A tuple has a set of fields, and a field has an optional type (and any associated metadata).
Data files, or objects, have paths and names. Field values can be parsed from the paths and embedded in the tuple stream as fields. This is common when data has been partitioned into files where common values (like month and/or day) can be embedded in the path name to help select relevant files (push down predicates are applied to path values by many query engines).
Declared fields in a pipeline have the following format: <field_name>|<field_type>
, where <field_name>
is a string,
or an ordinal (number representing the position).
<field_type>
is optional, depending on the use. <field_type>
further may be formatted as <type>|<metadata>
.
The actual supported types and associated metadata are described in Types.
Transforms
Transforms manipulate the tuple stream. They are applied to every tuple in the tuple stream.
- Insert literal
-
Insert a literal value into a field.
- Coerce field
-
Transform a field, in every tuple.
- Copy field
-
Copy a field value to a new field.
- Rename field
-
Rename a field, optionally coercing its type.
- Discard field
-
Remove a field.
- Apply function
-
Apply intrinsic functions against one or more fields.
Operators
There are three transform operators:
=>
-
Assign a literal value to a new field.
- Format
-
literal => new_field|type
+>
-
Retain the input field, and assign the result value to a new field.
- Format
-
field +> new_field|type
->
-
Discard the input fields, and assign the result value to a new field.
- Format
-
field -> new_field|type
For example:
-
US => country|String
- assigns the valueUS
to the fieldcountry
as a string. -
0.5 => ratio|Double
- assigns the value0.5
to the fieldratio
as a double. -
1689820455 => time|DateTime|yyyyMMdd
- convert the long value to a date time using the formatyyyyMMdd
and assign the result to the fieldtime
. -
ratio +> ratio|Double
- Coerces the string field "ratio" to a double,null
ok. -
ratio|Double
- Same as above, coerces the string field "ratio" to a double,null
ok. -
name +> firstName|String
- assigns the value of the field "name" to the field "firstName" as a string. The fieldname
is retained. -
name -> firstName|String
- assigns the value of the field "name" to the field "firstName" as a string. The fieldname
is discarded (dropped from the tuple stream). -
password ->
- discards the fieldpassword
from the tuple stream.
Expressions
Expressions are applied to incoming fields and the results are assigned to a new field.
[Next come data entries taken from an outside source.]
use crate::core::bridge::pump::{self, PumpContext};
use crate::core::bridge::state::{BridgeState, BridgeStatistics, StatisticsSnapshot};
use crate::core::cancellation::CancellationToken;
use crate::domain::config::BridgeConfig;
use crate::domain::error::BridgeResult;
use crate::infrastructure::serial::{PortOpener, SerialLink};
use crate::infrastructure::tcp::NetworkLink;
use std::net::SocketAddr;
use std::sync::Arc;
use std::time::Duration;
use tokio::sync::watch;
use tracing::{debug, error, info, warn};

/// Passthrough between one serial device and one TCP client
pub struct Bridge {
    serial: Arc<SerialLink>,
    network: Arc<NetworkLink>,
    token: CancellationToken,
    state: watch::Sender<BridgeState>,
    stats: Arc<BridgeStatistics>,
    retry_delay: Duration,
}

impl Bridge {
    pub fn new(
        serial: SerialLink,
        network: NetworkLink,
        token: CancellationToken,
        retry_delay: Duration,
    ) -> Self {
        let (state, _) = watch::channel(BridgeState::Starting);

        Self {
            serial: Arc::new(serial),
            network: Arc::new(network),
            token,
            state,
            stats: Arc::new(BridgeStatistics::new()),
            retry_delay,
        }
    }

    /// Build a bridge for a real serial port from configuration.
    ///
    /// Binds the listener right away. With `bind_retry` unset a bind failure
    /// is returned; otherwise binding is retried until `token` is cancelled,
    /// in which case `Ok(None)` is returned.
    pub async fn from_config(config: &BridgeConfig, token: CancellationToken) -> BridgeResult<Option<Self>> {
        let opener = PortOpener::new(&config.serial)?;
        let retry_delay = config.global.reconnect_delay();

        let network = if config.network.bind_retry {
            match NetworkLink::bind_with_retry(&config.network, retry_delay, &token).await? {
                Some(link) => link,
                None => return Ok(None),
            }
        } else {
            NetworkLink::bind(&config.network).await?
        };

        let serial = SerialLink::new(Arc::new(opener), config.serial.read_timeout(), retry_delay)
            .with_max_frame_len(config.serial.max_frame_len);
        Ok(Some(Self::new(serial, network, token, retry_delay)))
    }

    pub fn state(&self) -> BridgeState {
        *self.state.borrow()
    }

    /// Watch lifecycle transitions
    pub fn subscribe(&self) -> watch::Receiver<BridgeState> {
        self.state.subscribe()
    }

    pub fn statistics(&self) -> StatisticsSnapshot {
        let mut snapshot = self.stats.snapshot();
        snapshot.undecodable_frames = self.serial.undecodable_frames() + self.network.undecodable_frames();
        snapshot
    }

    pub fn local_addr(&self) -> SocketAddr {
        self.network.local_addr()
    }

    pub fn serial(&self) -> &SerialLink {
        &self.serial
    }

    pub fn network(&self) -> &NetworkLink {
        &self.network
    }

    /// Request a graceful stop; [`Bridge::run`] returns once both pumps exit
    pub fn shutdown(&self) {
        self.token.cancel();
    }

    /// Run until shut down and return the final counters.
    ///
    /// Errors only for configuration problems found while opening the
    /// serial device.
    pub async fn run(&self) -> BridgeResult<StatisticsSnapshot> {
        self.set_state(BridgeState::Starting);

        let result = self.start().await;
        let outcome = match result {
            Ok(true) => {
                self.set_state(BridgeState::Running);
                self.forward().await;
                Ok(())
            }
            Ok(false) => Ok(()),
            Err(e) => Err(e),
        };

        self.set_state(BridgeState::Stopping);
        self.serial.close().await;
        self.network.disconnect().await;
        self.set_state(BridgeState::Stopped);

        let snapshot = self.statistics();
        info!(
            "Bridge stopped: {} frames to client, {} frames to device, {} dropped, {} serial reconnects, {} clients",
            snapshot.serial_to_network,
            snapshot.network_to_serial,
            snapshot.dropped_frames,
            snapshot.serial_reconnects,
            snapshot.clients_accepted
        );

        outcome.map(|_| snapshot)
    }

    /// Initial serial open, greeting read and the first client.
    ///
    /// `Ok(false)` when cancelled before both sides came up.
    async fn start(&self) -> BridgeResult<bool> {
        if !self.serial.open(&self.token).await? {
            return Ok(false);
        }

        // The device announces itself once after opening; consume that here
        // so it never races the pumps.
        match self.serial.read_frame().await {
            Ok(Some(greeting)) => info!("Successfully connected to device: {}", greeting),
            Ok(None) => info!("Successfully connected to device"),
            Err(e) => warn!("Device failed right after opening: {}", e),
        }

        info!("Listening for network client on {}", self.network.local_addr());
        while !self.token.is_cancelled() {
            match self.network.accept_blocking(&self.token).await {
                Ok(true) => {
                    self.stats.record_client_accepted();
                    return Ok(true);
                }
                Ok(false) => debug!("Still waiting for a network client"),
                Err(e) => {
                    warn!("{}", e);
                    let _ = self
                        .token
                        .run_until_cancelled(tokio::time::sleep(self.retry_delay))
                        .await;
                }
            }
        }

        Ok(false)
    }

    async fn forward(&self) {
        let ctx = PumpContext {
            serial: Arc::clone(&self.serial),
            network: Arc::clone(&self.network),
            token: self.token.clone(),
            stats: Arc::clone(&self.stats),
            retry_delay: self.retry_delay,
        };

        let serial_pump = tokio::spawn(pump::serial_to_network(ctx.clone()));
        let network_pump = tokio::spawn(pump::network_to_serial(ctx));

        self.token.cancelled().await;
        self.set_state(BridgeState::Stopping);
        info!("Attempting to close passthrough bridge");

        let (serial_result, network_result) = tokio::join!(serial_pump, network_pump);
        if let Err(e) = serial_result {
            error!("Serial pump ended abnormally: {}", e);
        }
        if let Err(e) = network_result {
            error!("Network pump ended abnormally: {}", e);
        }
    }

    fn set_state(&self, next: BridgeState) {
        self.state.send_if_modified(|state| {
            if *state == next {
                false
            } else {
                info!("Bridge {} -> {}", *state, next);
                *state = next;
                true
            }
        });
    }
}

impl Drop for Bridge {
    fn drop(&mut self) {
        if matches!(self.state(), BridgeState::Running | BridgeState::Stopping) {
            warn!("Bridge dropped while still running - links may not close gracefully");
        }
    }
}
Expressions can have zero or more field arguments.
There are two types of expression:
-
functions - combine arguments into new values
-
filters - drop tuples from the tuple stream (currently unimplemented)
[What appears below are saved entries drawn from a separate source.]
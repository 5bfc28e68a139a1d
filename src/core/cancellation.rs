//! Cooperative shutdown signal shared by every bridge loop
//!
//! The flag is set exactly once and never cleared. Loops check it with
//! [`CancellationToken::is_cancelled`] at the top of each iteration and race
//! their blocking calls against [`CancellationToken::cancelled`].

use std::future::Future;
use std::sync::Arc;
use tokio::sync::watch;

#[derive(Debug, Clone)]
pub struct CancellationToken {
    sender: Arc<watch::Sender<bool>>,
}

impl CancellationToken {
    pub fn new() -> Self {
        let (sender, _) = watch::channel(false);
        Self {
            sender: Arc::new(sender),
        }
    }

    /// Set the flag. Later calls have no effect.
    pub fn cancel(&self) {
        self.sender.send_if_modified(|cancelled| {
            if *cancelled {
                false
            } else {
                *cancelled = true;
                true
            }
        });
    }

    pub fn is_cancelled(&self) -> bool {
        *self.sender.borrow()
    }

    /// Completes once the token has been cancelled
    pub async fn cancelled(&self) {
        let mut receiver = self.sender.subscribe();
        // The sender lives as long as `self`, so this only returns once the
        // predicate holds.
        let _ = receiver.wait_for(|cancelled| *cancelled).await;
    }

    /// Run `fut` unless cancellation wins the race; `None` when cancelled
    pub async fn run_until_cancelled<F>(&self, fut: F) -> Option<F::Output>
    where
        F: Future,
    {
        tokio::select! {
            biased;
            _ = self.cancelled() => None,
            output = fut => Some(output),
        }
    }
}

impl Default for CancellationToken {
    fn default() -> Self {
        Self::new()
    }
}
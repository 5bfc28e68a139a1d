use serde::{Deserialize, Serialize};
use std::sync::atomic::{AtomicU64, Ordering};

/// Lifecycle of the whole bridge
#[derive(Debug, Clone, Copy, PartialEq, Eq, Serialize, Deserialize)]
pub enum BridgeState {
    /// Opening the serial device and waiting for the first client
    Starting,
    /// Both pumps forwarding frames
    Running,
    /// Cancellation requested, waiting for the pumps to exit
    Stopping,
    /// Both links closed
    Stopped,
}

impl std::fmt::Display for BridgeState {
    fn fmt(&self, f: &mut std::fmt::Formatter<'_>) -> std::fmt::Result {
        match self {
            BridgeState::Starting => write!(f, "Starting"),
            BridgeState::Running => write!(f, "Running"),
            BridgeState::Stopping => write!(f, "Stopping"),
            BridgeState::Stopped => write!(f, "Stopped"),
        }
    }
}

/// Live counters updated by the pumps
#[derive(Debug, Default)]
pub struct BridgeStatistics {
    serial_to_network: AtomicU64,
    network_to_serial: AtomicU64,
    dropped_frames: AtomicU64,
    serial_reconnects: AtomicU64,
    clients_accepted: AtomicU64,
}

impl BridgeStatistics {
    pub fn new() -> Self {
        Self::default()
    }

    pub fn record_serial_to_network(&self) {
        self.serial_to_network.fetch_add(1, Ordering::Relaxed);
    }

    pub fn record_network_to_serial(&self) {
        self.network_to_serial.fetch_add(1, Ordering::Relaxed);
    }

    pub fn record_dropped(&self) {
        self.dropped_frames.fetch_add(1, Ordering::Relaxed);
    }

    pub fn record_serial_reconnect(&self) {
        self.serial_reconnects.fetch_add(1, Ordering::Relaxed);
    }

    pub fn record_client_accepted(&self) {
        self.clients_accepted.fetch_add(1, Ordering::Relaxed);
    }

    pub fn snapshot(&self) -> StatisticsSnapshot {
        StatisticsSnapshot {
            serial_to_network: self.serial_to_network.load(Ordering::Relaxed),
            network_to_serial: self.network_to_serial.load(Ordering::Relaxed),
            dropped_frames: self.dropped_frames.load(Ordering::Relaxed),
            serial_reconnects: self.serial_reconnects.load(Ordering::Relaxed),
            clients_accepted: self.clients_accepted.load(Ordering::Relaxed),
            // Counted by the links; see `Bridge::statistics`
            undecodable_frames: 0,
        }
    }
}

/// Point-in-time copy of [`BridgeStatistics`]
#[derive(Debug, Clone, Default, PartialEq, Eq, Serialize, Deserialize)]
pub struct StatisticsSnapshot {
    /// Frames forwarded from the device to the client
    pub serial_to_network: u64,
    /// Frames forwarded from the client to the device
    pub network_to_serial: u64,
    /// Frames that could not be delivered (no client, failed send)
    pub dropped_frames: u64,
    /// Serial reopen after a link failure
    pub serial_reconnects: u64,
    /// Clients accepted, including replacements
    pub clients_accepted: u64,
    /// Input discarded by either link because it was not valid UTF-8
    #[serde(default)]
    pub undecodable_frames: u64,
}

#[cfg(test)]
mod tests {
    use super::*;

    #[test]
    fn test_snapshot_reflects_counters() {
        let stats = BridgeStatistics::new();
        stats.record_serial_to_network();
        stats.record_serial_to_network();
        stats.record_network_to_serial();
        stats.record_dropped();
        stats.record_client_accepted();

        let snapshot = stats.snapshot();
        assert_eq!(snapshot.serial_to_network, 2);
        assert_eq!(snapshot.network_to_serial, 1);
        assert_eq!(snapshot.dropped_frames, 1);
        assert_eq!(snapshot.serial_reconnects, 0);
        assert_eq!(snapshot.clients_accepted, 1);
    }

    #[test]
    fn test_state_display() {
        assert_eq!(BridgeState::Starting.to_string(), "Starting");
        assert_eq!(BridgeState::Stopped.to_string(), "Stopped");
    }
}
Many more expression types are planned, including native support for regular expressions and JSON paths. |
Current only intrinsic
functions are supported. intrinsic
functions are built-in functions, with optional
parameters
- No arguments
-
^intrinsic{} +> new_field|type
- No arguments, with parameters
-
^intrinsic{param1:value1, param2:value2} +> new_field|type
- With arguments
-
from_field1+from_field2+from_fieldN ^intrinsic{} +> new_field|type
- With arguments, with parameters
-
from_field1+from_field2+from_fieldN ^intrinsic{param1:value1, param2:value2} +> new_field|type
Expression may retain or discard the argument fields depending on the operator used.
Intrinsic Functions
Many more functions are planned. |
Built-in functions on fields can be applied to one or more fields in every tuple in the tuple stream.
tsid
-
create a unique id as a long or string (using https://github.com/f4b6a3/tsid-creator)
- Def
-
^tsid{node:…,nodeCount:…,epoch:…,format:…,counterToZero:…} +> intoField|type
type
-
must be
string
orlong
, defaults tolong
. Whenstring
, theformat
is honored.
- Params
-
node
-
The node id, defaults to a random int.
-
If a string is provided, it is hashed to an int.
-
SIP_HASHER.hashString(s, StandardCharsets.UTF_8).asInt() % nodeCount;
-
nodeCount
-
The number of nodes, defaults to
1024
epoch
-
- The epoch, defaults to
Instant.parse("2020-01-01T00:00:00.000Z").toEpochMilli()
format
-
The format, defaults to
null
. Example:K%S
where%S
is a placeholder.- Placeholders:
-
-
%S
: canonical string in upper case -
%s
: canonical string in lower case -
%X
: hexadecimal in upper case -
%x
: hexadecimal in lower case -
%d
: base-10 -
%z
: base-62
-
counterToZero
-
Resets the counter portion when the millisecond changes, defaults to
false
.